To assess the impact of early triggered palliative care consultation on the outcomes of high risk ICU patients.
Patients ( n=199) admitted to the medical ICUs from August 2017 to May 2018 with a positive palliative care screen indicating high risk for morbidity or mortality.
The medical ICUs were randomized to intervention or usual care followed by washout and crossover, with independent assignment of patients to each ICU on admission. Intervention arm patients received a palliative care consultation from an interprofessional team led by board-certified palliative care providers within 48 hours of ICU admission.

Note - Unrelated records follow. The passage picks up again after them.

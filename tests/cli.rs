use std::path::{Path, PathBuf};
use std::process::{Command, Output};

use serde_json::Value;
use tempfile::TempDir;

struct Workspace {
    dir: TempDir,
}

impl Workspace {
    fn new() -> Self {
        Self {
            dir: tempfile::tempdir().expect("tempdir"),
        }
    }

    fn path(&self) -> &Path {
        self.dir.path()
    }

    fn db(&self) -> PathBuf {
        self.path().join("jobs.db")
    }

    fn run(&self, args: &[&str]) -> Output {
        Command::new(env!("CARGO_BIN_EXE_runplan"))
            .arg("--db")
            .arg(self.db())
            .arg("--config")
            .arg(self.path().join("runplan.toml"))
            .args(args)
            .env("HOME", self.path())
            .output()
            .expect("runplan binary runs")
    }

    fn json(&self, args: &[&str]) -> Value {
        let output = self.run(args);
        assert!(
            output.status.success(),
            "runplan {:?} failed: {}",
            args,
            String::from_utf8_lossy(&output.stderr)
        );
        serde_json::from_slice(&output.stdout).expect("stdout is JSON")
    }
}

#[test]
fn schema_lists_periodic_task_fields_in_declaration_order() {
    let ws = Workspace::new();
    let schema = ws.json(&["schema", "periodic-task"]);
    let names: Vec<&str> = schema["fields"]
        .as_array()
        .unwrap()
        .iter()
        .map(|field| field["name"].as_str().unwrap())
        .collect();
    assert_eq!(
        names,
        vec![
            "id",
            "name",
            "kind",
            "mode",
            "inventory",
            "save_result",
            "template",
            "template_opt",
            "enabled",
            "type",
            "schedule",
            "notes"
        ]
    );
}

#[test]
fn unknown_schema_exits_with_failure() {
    let ws = Workspace::new();
    let output = ws.run(&["schema", "inventory"]);
    assert!(!output.status.success());
    assert!(output.stdout.is_empty());
}

#[test]
fn playbook_task_runs_against_its_inventory() {
    let ws = Workspace::new();
    let task = ws.json(&[
        "task",
        "create",
        "--data",
        r#"{"name":"nightly","mode":"site.yml","inventory":"hosts","schedule":"0 3 * * *"}"#,
    ]);
    let id = task["id"].as_i64().unwrap().to_string();
    assert_eq!(task["kind"], "PLAYBOOK");

    let started = ws.json(&["task", "run", &id]);
    assert_eq!(started["detail"], "Started at inventory hosts.");
    let history_id = started["history_id"].as_i64().unwrap().to_string();

    let history = ws.json(&["task", "history", &history_id]);
    assert_eq!(history["mode"], "site.yml");
    assert_eq!(history["status"], "DELAY");
}

#[test]
fn template_task_clears_mode_and_inventory() {
    let ws = Workspace::new();
    let template = ws.json(&[
        "template",
        "create",
        "--data",
        r#"{"name":"deploy","kind":"Task","inventory":"hosts","data":{"playbook":"deploy.yml"}}"#,
    ]);
    let template_id = template["id"].as_i64().unwrap();

    let payload = format!(
        r#"{{"name":"deploy nightly","kind":"TEMPLATE","mode":"site.yml","inventory":"hosts","template":{}}}"#,
        template_id
    );
    let task = ws.json(&["task", "create", "--data", &payload]);
    assert_eq!(task["template"], template_id);
    assert!(task.get("mode").is_none());
    assert_eq!(task["inventory"], "");
}

#[test]
fn invalid_payload_reports_field_errors_on_stderr() {
    let ws = Workspace::new();
    let output = ws.run(&[
        "task",
        "create",
        "--data",
        r#"{"name":"bad","type":"CRONTAB","schedule":"every day"}"#,
    ]);
    assert!(!output.status.success());
    assert!(output.stdout.is_empty());
    let stderr = String::from_utf8_lossy(&output.stderr);
    assert!(stderr.contains("\"schedule\""), "stderr was: {}", stderr);
}

#[test]
fn settings_round_trip_for_a_user() {
    let ws = Workspace::new();
    let user = ws.json(&["user", "add", "alice"]);
    let user_id = user["id"].as_i64().unwrap().to_string();

    assert_eq!(ws.json(&["settings", "get", &user_id]), serde_json::json!({}));

    let saved = ws.json(&["settings", "set", &user_id, r#"{"autoupdateInterval":15}"#]);
    assert_eq!(saved["autoupdateInterval"], 15);
    assert_eq!(ws.json(&["settings", "get", &user_id]), saved);

    assert_eq!(ws.json(&["settings", "reset", &user_id]), serde_json::json!({}));
}

#[test]
fn permissions_belong_to_exactly_one_owner() {
    let ws = Workspace::new();
    let user_id = ws.json(&["user", "add", "bob"])["id"].as_i64().unwrap().to_string();
    let group_id = ws.json(&["group", "add", "ops"])["id"].as_i64().unwrap().to_string();
    let template = ws.json(&[
        "template",
        "create",
        "--data",
        r#"{"name":"ping","kind":"Module","data":{"module":"ping"}}"#,
    ]);
    let template_id = template["id"].as_i64().unwrap().to_string();

    let both = ws.run(&[
        "acl", "grant", "--template", &template_id, "--user", &user_id, "--group", &group_id,
    ]);
    assert!(!both.status.success());

    let granted = ws.json(&[
        "acl", "grant", "--template", &template_id, "--group", &group_id, "--role", "editor",
    ]);
    assert_eq!(granted["member_type"], "team");
    assert_eq!(granted["role"], "EDITOR");

    let listed = ws.json(&["acl", "list", "--template", &template_id]);
    assert_eq!(listed.as_array().unwrap().len(), 1);
}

97 patients (48.7%) were assigned to the intervention and 102 (51.3%) to usual care. Transition to do-not-resuscitate/do-not-intubate (DNR/DNI) occurred earlier and significantly more often in the intervention group than the control group (50.5% vs 23.4%, p<0.0001). The intervention group had significantly more transfers to hospice care (18.6% vs 4.9%; p<0.01) with fewer ventilator days (median 4 vs 6 days; p<0.05), tracheostomies performed (1% vs 7.8%; p<0.05), and post-discharge emergency department visits and/or readmissions (17.3% vs 38.9%; p<0.01). While total operating cost was not significantly different, medical ICU ( p<0.01) and pharmacy ( p<0.05) operating costs were significantly lower in the intervention group. There was no significant difference in ICU length of stay (median 5 vs 5.5 days), hospital length of stay (median 10 vs 11 days), in-hospital mortality (22.6% vs 29.4%), or 30-day mortality between groups (35.1% vs 36.3%) ( p values>0.05).
Early triggered palliative care consultation was associated with greater transition to DNR/DNI and to hospice care, as well as decreased ICU and post-ICU healthcare resource utilization. Our study suggests that routine palliative care consultation may positively impact the care of high risk, critically ill patients.